ACTIVITY
From the line with "assert_lt!(out.ts, 18.8 + 25.0);" through the line with "id(11, OrganType::Blade, ElementVisibility::Visible);", inclusive, return each line of the data below exactly and leave the rest out.

*** Opening of ENTRIES SHOWN ***

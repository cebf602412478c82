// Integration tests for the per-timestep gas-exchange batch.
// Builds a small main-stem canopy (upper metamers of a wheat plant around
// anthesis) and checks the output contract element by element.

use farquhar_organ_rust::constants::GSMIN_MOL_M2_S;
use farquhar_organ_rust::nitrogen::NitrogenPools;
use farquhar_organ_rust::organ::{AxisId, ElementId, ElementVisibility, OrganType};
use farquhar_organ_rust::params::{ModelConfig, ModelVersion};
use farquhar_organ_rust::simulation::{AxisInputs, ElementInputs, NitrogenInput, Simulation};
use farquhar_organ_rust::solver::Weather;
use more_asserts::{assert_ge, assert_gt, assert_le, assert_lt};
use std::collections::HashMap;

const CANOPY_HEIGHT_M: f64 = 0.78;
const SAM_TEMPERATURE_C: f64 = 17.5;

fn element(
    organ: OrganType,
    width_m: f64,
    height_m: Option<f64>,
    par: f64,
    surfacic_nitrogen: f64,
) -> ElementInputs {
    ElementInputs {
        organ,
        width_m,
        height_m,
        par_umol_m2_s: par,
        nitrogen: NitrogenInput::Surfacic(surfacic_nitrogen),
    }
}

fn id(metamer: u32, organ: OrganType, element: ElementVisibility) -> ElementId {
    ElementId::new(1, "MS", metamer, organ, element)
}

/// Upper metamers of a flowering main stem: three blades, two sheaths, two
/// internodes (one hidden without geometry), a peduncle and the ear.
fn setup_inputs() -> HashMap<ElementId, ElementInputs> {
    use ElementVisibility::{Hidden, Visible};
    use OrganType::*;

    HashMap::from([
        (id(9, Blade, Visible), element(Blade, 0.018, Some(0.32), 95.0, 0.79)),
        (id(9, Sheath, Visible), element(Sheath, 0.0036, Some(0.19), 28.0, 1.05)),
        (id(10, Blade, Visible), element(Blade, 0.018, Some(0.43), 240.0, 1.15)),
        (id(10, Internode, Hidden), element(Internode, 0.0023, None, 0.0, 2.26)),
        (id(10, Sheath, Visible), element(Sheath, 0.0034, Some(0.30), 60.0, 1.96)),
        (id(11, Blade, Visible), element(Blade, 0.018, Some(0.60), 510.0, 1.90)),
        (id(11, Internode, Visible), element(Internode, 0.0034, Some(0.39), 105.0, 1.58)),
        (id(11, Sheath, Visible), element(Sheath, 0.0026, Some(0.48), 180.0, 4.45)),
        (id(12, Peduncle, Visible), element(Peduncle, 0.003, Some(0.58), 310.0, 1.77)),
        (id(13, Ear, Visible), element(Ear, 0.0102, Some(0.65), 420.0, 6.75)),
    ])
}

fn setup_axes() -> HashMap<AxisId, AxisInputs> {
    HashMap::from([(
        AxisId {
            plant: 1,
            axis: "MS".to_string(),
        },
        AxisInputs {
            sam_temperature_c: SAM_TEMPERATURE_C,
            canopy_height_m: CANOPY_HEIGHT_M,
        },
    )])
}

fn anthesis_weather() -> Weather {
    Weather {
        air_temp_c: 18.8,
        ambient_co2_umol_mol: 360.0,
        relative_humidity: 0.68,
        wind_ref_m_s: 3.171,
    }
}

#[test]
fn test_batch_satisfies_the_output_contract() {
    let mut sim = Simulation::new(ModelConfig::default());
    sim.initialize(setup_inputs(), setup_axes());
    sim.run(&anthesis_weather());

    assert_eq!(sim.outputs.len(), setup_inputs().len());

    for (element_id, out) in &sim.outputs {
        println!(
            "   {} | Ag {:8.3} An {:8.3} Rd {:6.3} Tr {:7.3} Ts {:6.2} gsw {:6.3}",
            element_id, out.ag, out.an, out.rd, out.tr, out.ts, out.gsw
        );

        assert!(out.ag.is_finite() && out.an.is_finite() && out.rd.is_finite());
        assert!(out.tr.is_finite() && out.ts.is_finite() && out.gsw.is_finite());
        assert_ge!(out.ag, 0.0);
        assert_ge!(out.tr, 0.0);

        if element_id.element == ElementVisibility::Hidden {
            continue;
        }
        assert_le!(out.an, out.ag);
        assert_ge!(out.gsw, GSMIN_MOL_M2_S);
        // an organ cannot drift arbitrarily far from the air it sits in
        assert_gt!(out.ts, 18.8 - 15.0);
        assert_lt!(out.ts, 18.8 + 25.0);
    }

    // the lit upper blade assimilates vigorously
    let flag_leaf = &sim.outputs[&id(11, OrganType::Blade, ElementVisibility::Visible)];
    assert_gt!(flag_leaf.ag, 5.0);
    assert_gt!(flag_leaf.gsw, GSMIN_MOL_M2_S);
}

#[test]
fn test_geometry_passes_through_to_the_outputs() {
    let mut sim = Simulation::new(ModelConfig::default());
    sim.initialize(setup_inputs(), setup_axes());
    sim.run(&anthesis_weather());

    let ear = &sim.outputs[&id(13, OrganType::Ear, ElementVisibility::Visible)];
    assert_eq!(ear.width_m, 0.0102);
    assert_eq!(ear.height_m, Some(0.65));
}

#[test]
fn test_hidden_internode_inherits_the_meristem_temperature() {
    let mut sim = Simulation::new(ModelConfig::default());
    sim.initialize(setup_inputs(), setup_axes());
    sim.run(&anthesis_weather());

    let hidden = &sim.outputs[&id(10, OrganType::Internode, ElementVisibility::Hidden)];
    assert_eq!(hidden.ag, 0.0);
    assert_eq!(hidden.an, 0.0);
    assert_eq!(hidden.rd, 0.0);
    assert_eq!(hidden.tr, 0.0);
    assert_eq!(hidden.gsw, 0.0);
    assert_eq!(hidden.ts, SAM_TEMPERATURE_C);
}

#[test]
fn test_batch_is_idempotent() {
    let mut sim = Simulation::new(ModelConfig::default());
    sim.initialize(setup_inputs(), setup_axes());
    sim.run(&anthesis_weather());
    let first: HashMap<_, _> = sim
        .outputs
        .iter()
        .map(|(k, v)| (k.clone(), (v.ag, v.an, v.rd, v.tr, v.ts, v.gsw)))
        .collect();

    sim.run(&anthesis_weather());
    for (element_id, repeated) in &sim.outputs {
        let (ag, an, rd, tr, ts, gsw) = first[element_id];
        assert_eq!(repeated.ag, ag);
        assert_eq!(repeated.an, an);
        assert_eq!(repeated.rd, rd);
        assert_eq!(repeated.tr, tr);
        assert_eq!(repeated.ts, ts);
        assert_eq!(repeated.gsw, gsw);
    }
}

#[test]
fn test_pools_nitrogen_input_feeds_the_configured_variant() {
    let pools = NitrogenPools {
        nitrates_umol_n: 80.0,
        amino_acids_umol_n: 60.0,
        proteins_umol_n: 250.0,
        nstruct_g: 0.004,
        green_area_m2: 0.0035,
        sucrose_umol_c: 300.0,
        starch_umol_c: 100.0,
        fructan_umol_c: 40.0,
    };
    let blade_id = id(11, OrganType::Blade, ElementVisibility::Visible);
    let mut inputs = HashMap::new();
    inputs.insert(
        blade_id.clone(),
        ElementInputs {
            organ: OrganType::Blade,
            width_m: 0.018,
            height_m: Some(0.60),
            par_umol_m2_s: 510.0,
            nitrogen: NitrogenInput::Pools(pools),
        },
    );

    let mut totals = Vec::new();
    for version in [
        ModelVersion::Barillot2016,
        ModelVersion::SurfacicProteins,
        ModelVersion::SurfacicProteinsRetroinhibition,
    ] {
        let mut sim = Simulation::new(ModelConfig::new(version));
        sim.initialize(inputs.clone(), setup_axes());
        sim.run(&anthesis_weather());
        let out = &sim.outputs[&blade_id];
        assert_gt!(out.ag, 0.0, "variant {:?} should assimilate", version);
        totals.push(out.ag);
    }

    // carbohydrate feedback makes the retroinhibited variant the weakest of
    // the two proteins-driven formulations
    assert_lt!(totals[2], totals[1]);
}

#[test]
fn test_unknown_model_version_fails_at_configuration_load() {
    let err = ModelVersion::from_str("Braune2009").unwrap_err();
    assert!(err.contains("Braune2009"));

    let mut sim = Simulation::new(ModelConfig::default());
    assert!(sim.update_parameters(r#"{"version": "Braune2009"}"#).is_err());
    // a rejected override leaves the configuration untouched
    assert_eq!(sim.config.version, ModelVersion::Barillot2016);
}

*** Close of ENTRIES SHOWN ***

WORKED SOLUTION
        assert_lt!(out.ts, 18.8 + 25.0);
    }

    // the lit upper blade assimilates vigorously
    let flag_leaf = &sim.outputs[&id(11, OrganType::Blade, ElementVisibility::Visible)];
    assert_gt!(flag_leaf.ag, 5.0);
    assert_gt!(flag_leaf.gsw, GSMIN_MOL_M2_S);
}

#[test]
fn test_geometry_passes_through_to_the_outputs() {
    let mut sim = Simulation::new(ModelConfig::default());
    sim.initialize(setup_inputs(), setup_axes());
    sim.run(&anthesis_weather());

    let ear = &sim.outputs[&id(13, OrganType::Ear, ElementVisibility::Visible)];
    assert_eq!(ear.width_m, 0.0102);
    assert_eq!(ear.height_m, Some(0.65));
}

#[test]
fn test_hidden_internode_inherits_the_meristem_temperature() {
    let mut sim = Simulation::new(ModelConfig::default());
    sim.initialize(setup_inputs(), setup_axes());
    sim.run(&anthesis_weather());

    let hidden = &sim.outputs[&id(10, OrganType::Internode, ElementVisibility::Hidden)];
    assert_eq!(hidden.ag, 0.0);
    assert_eq!(hidden.an, 0.0);
    assert_eq!(hidden.rd, 0.0);
    assert_eq!(hidden.tr, 0.0);
    assert_eq!(hidden.gsw, 0.0);
    assert_eq!(hidden.ts, SAM_TEMPERATURE_C);
}

#[test]
fn test_batch_is_idempotent() {
    let mut sim = Simulation::new(ModelConfig::default());
    sim.initialize(setup_inputs(), setup_axes());
    sim.run(&anthesis_weather());
    let first: HashMap<_, _> = sim
        .outputs
        .iter()
        .map(|(k, v)| (k.clone(), (v.ag, v.an, v.rd, v.tr, v.ts, v.gsw)))
        .collect();

    sim.run(&anthesis_weather());
    for (element_id, repeated) in &sim.outputs {
        let (ag, an, rd, tr, ts, gsw) = first[element_id];
        assert_eq!(repeated.ag, ag);
        assert_eq!(repeated.an, an);
        assert_eq!(repeated.rd, rd);
        assert_eq!(repeated.tr, tr);
        assert_eq!(repeated.ts, ts);
        assert_eq!(repeated.gsw, gsw);
    }
}

#[test]
fn test_pools_nitrogen_input_feeds_the_configured_variant() {
    let pools = NitrogenPools {
        nitrates_umol_n: 80.0,
        amino_acids_umol_n: 60.0,
        proteins_umol_n: 250.0,
        nstruct_g: 0.004,
        green_area_m2: 0.0035,
        sucrose_umol_c: 300.0,
        starch_umol_c: 100.0,
        fructan_umol_c: 40.0,
    };
    let blade_id = id(11, OrganType::Blade, ElementVisibility::Visible);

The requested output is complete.